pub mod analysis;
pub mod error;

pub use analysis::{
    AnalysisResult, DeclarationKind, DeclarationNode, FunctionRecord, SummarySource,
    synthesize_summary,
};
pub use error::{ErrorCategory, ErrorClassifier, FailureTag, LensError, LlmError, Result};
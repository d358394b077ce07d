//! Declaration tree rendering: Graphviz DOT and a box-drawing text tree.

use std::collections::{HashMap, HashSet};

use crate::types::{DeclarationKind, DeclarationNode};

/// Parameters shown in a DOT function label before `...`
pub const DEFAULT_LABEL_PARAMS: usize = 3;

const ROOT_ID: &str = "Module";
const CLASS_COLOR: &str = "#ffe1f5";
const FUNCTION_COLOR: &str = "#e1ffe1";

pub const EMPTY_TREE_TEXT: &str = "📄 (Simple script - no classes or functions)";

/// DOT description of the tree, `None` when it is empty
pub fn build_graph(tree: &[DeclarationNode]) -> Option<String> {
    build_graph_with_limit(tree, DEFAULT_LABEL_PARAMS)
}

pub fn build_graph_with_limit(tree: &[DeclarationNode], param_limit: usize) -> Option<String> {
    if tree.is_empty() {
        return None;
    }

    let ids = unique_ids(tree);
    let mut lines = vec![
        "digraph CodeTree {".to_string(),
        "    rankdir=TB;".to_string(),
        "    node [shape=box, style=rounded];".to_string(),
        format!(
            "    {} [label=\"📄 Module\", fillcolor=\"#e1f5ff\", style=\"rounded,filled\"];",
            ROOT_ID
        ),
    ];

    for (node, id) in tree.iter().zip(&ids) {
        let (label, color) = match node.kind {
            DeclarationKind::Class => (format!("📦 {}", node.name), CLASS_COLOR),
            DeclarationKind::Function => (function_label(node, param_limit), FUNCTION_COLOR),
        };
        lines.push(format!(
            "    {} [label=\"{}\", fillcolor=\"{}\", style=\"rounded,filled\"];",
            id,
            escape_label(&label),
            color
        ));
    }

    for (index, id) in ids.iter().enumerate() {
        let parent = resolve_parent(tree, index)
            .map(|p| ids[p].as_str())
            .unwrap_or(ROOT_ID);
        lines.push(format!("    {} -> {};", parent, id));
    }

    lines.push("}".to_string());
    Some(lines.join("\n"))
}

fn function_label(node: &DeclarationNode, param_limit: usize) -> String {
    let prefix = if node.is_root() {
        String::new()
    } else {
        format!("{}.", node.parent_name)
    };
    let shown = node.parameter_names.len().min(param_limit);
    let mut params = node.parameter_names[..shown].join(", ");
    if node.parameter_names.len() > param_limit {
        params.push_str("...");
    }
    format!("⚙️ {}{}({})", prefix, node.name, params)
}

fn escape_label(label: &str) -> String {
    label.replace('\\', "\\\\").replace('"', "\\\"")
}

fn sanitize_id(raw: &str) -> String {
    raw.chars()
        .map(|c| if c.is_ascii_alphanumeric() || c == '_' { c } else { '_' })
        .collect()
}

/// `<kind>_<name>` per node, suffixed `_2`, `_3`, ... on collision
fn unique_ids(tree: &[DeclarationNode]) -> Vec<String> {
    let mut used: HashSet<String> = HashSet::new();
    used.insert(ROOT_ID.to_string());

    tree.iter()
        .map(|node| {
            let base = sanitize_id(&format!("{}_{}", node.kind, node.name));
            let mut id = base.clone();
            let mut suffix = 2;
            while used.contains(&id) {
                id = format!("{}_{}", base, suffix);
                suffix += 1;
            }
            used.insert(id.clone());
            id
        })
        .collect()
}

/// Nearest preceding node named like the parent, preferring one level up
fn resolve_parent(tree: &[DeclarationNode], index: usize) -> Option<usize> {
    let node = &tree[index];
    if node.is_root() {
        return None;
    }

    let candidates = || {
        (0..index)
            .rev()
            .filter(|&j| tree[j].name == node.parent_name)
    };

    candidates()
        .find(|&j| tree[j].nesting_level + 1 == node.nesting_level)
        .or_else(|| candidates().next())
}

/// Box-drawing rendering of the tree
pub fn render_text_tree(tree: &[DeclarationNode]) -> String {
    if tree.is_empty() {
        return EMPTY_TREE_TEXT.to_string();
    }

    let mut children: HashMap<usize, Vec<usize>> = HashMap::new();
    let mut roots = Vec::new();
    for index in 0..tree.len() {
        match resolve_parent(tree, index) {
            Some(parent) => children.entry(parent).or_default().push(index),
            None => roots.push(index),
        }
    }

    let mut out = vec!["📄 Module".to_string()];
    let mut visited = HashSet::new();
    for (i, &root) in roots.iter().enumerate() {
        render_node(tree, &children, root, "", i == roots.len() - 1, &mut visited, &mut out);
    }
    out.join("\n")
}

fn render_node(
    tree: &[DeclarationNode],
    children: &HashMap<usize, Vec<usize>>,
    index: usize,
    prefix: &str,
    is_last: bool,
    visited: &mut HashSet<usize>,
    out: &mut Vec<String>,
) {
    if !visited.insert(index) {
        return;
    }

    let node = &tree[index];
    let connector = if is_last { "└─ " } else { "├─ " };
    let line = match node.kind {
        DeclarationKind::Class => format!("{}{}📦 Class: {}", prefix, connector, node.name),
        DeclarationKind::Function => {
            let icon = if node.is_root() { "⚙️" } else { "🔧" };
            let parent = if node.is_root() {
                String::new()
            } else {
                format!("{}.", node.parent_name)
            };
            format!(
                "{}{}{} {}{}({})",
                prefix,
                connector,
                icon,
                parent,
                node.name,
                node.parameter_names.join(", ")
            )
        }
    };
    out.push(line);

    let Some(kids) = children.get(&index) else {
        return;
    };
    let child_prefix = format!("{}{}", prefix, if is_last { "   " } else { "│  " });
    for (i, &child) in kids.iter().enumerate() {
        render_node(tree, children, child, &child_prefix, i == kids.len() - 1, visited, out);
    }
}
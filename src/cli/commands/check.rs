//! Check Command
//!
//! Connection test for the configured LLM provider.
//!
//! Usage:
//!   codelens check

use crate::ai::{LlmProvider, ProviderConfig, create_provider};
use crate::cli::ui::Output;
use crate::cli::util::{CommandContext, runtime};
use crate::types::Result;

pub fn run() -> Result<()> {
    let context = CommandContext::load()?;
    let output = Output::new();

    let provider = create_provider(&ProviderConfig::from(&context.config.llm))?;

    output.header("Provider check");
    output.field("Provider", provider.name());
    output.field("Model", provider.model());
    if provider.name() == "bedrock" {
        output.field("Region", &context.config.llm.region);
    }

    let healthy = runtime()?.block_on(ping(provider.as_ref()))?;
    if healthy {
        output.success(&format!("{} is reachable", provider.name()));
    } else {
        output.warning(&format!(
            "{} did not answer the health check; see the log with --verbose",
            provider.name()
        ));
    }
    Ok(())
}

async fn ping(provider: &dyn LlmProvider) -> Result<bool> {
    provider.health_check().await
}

+--

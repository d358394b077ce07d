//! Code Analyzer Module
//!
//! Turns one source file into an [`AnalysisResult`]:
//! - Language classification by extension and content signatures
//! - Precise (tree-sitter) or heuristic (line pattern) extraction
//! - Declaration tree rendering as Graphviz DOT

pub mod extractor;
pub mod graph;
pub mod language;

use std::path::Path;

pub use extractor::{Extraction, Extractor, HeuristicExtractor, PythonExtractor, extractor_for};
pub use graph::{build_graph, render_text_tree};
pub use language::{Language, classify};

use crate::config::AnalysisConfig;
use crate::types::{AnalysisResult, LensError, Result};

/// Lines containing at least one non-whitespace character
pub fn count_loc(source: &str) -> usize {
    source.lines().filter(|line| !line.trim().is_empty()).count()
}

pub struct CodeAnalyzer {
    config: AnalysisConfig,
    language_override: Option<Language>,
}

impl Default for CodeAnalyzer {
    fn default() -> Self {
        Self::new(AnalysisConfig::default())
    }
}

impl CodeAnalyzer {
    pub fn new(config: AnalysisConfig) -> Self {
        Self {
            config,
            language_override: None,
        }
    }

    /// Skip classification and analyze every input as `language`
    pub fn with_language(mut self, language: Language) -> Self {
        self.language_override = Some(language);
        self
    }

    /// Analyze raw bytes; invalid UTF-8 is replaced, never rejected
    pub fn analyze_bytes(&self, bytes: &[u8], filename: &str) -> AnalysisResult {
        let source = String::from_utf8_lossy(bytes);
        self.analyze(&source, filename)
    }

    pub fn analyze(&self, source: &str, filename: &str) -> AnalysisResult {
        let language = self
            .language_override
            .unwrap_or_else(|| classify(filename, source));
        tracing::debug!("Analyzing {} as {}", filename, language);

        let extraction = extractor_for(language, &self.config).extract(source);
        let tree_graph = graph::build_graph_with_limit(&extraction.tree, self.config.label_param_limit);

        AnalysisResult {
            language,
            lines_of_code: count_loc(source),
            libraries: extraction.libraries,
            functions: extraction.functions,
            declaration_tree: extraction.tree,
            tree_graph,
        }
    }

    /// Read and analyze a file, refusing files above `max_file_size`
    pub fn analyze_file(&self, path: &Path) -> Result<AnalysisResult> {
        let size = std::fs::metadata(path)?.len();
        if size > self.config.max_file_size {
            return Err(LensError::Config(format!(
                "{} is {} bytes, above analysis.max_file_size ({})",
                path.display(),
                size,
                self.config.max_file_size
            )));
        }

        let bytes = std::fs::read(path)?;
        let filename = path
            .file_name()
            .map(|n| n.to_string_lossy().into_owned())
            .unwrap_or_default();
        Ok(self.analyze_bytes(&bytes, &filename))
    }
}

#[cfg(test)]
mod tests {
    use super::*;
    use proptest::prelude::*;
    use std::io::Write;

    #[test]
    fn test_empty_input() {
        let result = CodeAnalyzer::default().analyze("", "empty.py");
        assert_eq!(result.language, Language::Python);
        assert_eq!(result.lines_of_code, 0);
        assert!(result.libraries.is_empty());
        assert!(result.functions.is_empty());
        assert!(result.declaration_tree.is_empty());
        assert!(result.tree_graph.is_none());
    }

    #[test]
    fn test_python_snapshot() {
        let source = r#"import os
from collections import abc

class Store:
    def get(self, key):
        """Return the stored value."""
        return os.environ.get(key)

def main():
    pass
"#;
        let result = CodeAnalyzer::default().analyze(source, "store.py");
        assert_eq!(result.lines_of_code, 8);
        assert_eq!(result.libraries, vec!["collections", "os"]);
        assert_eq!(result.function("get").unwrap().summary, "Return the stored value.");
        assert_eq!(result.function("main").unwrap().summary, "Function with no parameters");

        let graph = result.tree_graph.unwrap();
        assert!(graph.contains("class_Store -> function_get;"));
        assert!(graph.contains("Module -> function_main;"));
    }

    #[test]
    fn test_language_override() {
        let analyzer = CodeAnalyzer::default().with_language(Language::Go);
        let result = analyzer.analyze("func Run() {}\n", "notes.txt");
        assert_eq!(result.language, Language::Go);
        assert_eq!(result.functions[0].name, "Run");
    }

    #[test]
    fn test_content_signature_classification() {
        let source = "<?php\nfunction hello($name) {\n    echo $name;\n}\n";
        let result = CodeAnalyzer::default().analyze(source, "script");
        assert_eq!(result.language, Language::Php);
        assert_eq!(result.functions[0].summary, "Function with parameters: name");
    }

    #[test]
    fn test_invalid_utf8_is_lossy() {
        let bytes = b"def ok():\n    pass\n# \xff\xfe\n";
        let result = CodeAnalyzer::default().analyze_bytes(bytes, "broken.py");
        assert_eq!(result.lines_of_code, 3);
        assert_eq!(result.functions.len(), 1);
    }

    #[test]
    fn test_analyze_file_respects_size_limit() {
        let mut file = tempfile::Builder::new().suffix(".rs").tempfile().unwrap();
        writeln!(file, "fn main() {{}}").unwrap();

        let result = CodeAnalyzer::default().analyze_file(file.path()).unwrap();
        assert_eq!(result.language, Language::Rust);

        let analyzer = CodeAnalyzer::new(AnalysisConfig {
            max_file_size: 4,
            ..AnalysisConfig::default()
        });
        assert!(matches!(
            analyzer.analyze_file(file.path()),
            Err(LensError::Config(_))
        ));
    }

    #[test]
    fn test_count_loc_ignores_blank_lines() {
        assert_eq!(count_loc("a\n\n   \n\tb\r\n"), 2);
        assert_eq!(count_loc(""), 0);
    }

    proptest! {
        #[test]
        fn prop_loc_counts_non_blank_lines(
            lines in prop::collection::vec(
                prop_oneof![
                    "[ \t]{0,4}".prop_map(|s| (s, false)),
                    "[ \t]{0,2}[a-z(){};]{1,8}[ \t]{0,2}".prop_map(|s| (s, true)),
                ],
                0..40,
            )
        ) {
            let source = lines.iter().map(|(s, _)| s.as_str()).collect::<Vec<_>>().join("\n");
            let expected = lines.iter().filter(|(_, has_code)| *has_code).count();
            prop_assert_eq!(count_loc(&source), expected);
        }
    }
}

+--

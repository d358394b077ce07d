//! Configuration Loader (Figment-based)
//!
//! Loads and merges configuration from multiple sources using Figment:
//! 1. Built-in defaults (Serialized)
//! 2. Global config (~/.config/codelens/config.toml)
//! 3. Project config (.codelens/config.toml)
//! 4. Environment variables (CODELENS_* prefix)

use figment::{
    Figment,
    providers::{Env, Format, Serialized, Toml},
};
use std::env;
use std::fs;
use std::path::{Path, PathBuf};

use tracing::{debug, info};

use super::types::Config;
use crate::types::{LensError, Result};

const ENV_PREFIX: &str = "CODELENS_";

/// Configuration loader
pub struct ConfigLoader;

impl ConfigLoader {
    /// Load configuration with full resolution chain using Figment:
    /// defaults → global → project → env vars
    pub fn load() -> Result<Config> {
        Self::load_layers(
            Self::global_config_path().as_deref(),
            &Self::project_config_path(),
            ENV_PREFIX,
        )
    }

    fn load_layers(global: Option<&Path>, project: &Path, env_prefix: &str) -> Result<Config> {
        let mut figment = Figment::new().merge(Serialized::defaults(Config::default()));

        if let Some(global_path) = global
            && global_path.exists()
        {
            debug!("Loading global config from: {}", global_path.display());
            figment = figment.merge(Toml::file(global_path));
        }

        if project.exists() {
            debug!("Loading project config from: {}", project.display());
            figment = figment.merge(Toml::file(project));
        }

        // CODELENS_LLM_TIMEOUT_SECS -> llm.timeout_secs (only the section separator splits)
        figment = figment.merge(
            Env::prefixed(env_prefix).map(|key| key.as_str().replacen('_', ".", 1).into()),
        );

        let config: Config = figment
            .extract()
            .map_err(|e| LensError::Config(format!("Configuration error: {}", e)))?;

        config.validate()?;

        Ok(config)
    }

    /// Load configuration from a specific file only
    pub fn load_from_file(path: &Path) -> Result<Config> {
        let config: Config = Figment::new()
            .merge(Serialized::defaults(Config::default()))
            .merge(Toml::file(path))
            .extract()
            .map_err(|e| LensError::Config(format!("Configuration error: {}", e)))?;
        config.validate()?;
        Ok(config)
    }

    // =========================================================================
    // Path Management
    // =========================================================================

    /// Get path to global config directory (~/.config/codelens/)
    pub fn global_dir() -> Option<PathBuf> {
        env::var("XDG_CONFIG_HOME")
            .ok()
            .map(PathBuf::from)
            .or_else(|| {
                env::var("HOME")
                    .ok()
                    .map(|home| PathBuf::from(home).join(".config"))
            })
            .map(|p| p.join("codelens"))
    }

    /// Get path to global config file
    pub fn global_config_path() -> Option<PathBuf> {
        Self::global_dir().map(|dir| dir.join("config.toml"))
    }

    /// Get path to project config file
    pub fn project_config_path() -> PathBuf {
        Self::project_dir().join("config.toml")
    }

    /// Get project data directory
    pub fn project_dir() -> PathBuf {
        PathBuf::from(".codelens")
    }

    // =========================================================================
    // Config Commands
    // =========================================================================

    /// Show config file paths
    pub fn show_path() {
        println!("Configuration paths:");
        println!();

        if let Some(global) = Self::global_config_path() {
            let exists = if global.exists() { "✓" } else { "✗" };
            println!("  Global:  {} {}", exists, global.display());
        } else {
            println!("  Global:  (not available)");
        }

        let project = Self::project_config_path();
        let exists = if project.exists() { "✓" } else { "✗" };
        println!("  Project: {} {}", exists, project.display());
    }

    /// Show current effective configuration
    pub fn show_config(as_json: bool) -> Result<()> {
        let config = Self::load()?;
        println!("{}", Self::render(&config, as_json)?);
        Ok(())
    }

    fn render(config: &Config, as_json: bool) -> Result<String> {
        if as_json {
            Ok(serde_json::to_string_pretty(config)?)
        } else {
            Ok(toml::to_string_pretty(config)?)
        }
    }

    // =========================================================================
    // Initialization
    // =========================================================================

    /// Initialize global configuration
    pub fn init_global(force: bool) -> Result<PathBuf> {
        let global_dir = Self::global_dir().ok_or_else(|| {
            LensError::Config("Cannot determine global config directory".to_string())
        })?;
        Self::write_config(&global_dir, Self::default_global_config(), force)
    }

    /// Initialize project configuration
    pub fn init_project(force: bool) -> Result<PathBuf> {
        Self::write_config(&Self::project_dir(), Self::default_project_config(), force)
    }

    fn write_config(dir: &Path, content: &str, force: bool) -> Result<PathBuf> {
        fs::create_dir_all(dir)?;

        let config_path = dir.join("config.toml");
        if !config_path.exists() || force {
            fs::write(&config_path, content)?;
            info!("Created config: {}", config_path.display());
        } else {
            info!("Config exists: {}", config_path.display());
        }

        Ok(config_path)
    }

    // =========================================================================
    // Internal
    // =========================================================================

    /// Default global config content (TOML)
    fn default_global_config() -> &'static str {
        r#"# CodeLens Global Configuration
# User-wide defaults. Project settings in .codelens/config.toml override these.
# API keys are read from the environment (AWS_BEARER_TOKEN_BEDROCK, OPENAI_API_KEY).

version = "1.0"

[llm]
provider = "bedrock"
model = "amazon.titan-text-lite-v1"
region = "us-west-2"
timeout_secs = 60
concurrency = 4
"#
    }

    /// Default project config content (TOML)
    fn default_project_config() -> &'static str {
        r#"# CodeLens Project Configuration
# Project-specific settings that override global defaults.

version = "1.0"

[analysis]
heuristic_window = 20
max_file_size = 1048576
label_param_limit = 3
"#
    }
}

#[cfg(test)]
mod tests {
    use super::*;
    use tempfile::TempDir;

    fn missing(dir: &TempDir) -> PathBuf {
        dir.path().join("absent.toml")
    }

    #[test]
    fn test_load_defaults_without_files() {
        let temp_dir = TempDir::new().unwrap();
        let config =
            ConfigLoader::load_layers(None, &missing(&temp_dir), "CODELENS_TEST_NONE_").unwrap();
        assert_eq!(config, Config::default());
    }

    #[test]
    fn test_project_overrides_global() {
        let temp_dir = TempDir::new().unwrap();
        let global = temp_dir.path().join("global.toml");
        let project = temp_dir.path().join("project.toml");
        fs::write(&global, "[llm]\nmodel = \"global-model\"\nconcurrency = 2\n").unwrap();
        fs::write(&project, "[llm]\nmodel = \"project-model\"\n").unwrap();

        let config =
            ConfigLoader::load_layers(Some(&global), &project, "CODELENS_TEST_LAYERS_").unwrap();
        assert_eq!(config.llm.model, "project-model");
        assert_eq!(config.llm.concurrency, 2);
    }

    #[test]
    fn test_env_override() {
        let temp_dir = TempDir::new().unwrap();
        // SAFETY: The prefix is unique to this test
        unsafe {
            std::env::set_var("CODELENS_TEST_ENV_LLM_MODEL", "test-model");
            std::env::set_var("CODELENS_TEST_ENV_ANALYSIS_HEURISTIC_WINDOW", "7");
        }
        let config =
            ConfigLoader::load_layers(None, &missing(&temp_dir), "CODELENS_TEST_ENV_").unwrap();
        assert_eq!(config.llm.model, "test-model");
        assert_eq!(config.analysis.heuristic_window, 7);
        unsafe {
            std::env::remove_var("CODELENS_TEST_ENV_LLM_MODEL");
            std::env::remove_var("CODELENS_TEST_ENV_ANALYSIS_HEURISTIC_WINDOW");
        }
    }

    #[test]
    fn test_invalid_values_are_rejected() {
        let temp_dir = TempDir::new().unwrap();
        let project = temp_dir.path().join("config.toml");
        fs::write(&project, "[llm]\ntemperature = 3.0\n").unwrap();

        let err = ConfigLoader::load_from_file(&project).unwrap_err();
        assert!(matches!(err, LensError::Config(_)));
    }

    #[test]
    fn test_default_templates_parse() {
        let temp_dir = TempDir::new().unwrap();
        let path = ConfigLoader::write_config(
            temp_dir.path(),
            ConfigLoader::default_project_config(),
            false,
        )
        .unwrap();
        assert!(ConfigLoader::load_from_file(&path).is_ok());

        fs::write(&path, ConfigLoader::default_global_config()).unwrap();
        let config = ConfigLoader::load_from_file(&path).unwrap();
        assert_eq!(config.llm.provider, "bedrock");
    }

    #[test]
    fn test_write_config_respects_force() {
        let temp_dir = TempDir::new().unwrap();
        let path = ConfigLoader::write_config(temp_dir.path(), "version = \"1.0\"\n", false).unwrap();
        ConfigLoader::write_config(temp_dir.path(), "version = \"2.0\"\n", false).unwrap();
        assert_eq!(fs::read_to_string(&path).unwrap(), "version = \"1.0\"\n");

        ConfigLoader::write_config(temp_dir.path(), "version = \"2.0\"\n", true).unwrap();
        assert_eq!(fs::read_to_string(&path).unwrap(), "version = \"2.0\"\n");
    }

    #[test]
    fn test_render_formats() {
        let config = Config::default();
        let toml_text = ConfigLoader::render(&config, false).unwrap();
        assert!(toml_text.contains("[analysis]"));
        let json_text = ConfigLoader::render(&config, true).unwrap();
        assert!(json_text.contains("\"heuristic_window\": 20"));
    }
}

+--

WHAT THIS TASK INVOLVES:
Where a line in the listing above includes the string "rounded", copy that line.

RESULT OF THIS EXERCISE:
        "    node [shape=box, style=rounded];".to_string(),
            "    {} [label=\"📄 Module\", fillcolor=\"#e1f5ff\", style=\"rounded,filled\"];",
            "    {} [label=\"{}\", fillcolor=\"{}\", style=\"rounded,filled\"];",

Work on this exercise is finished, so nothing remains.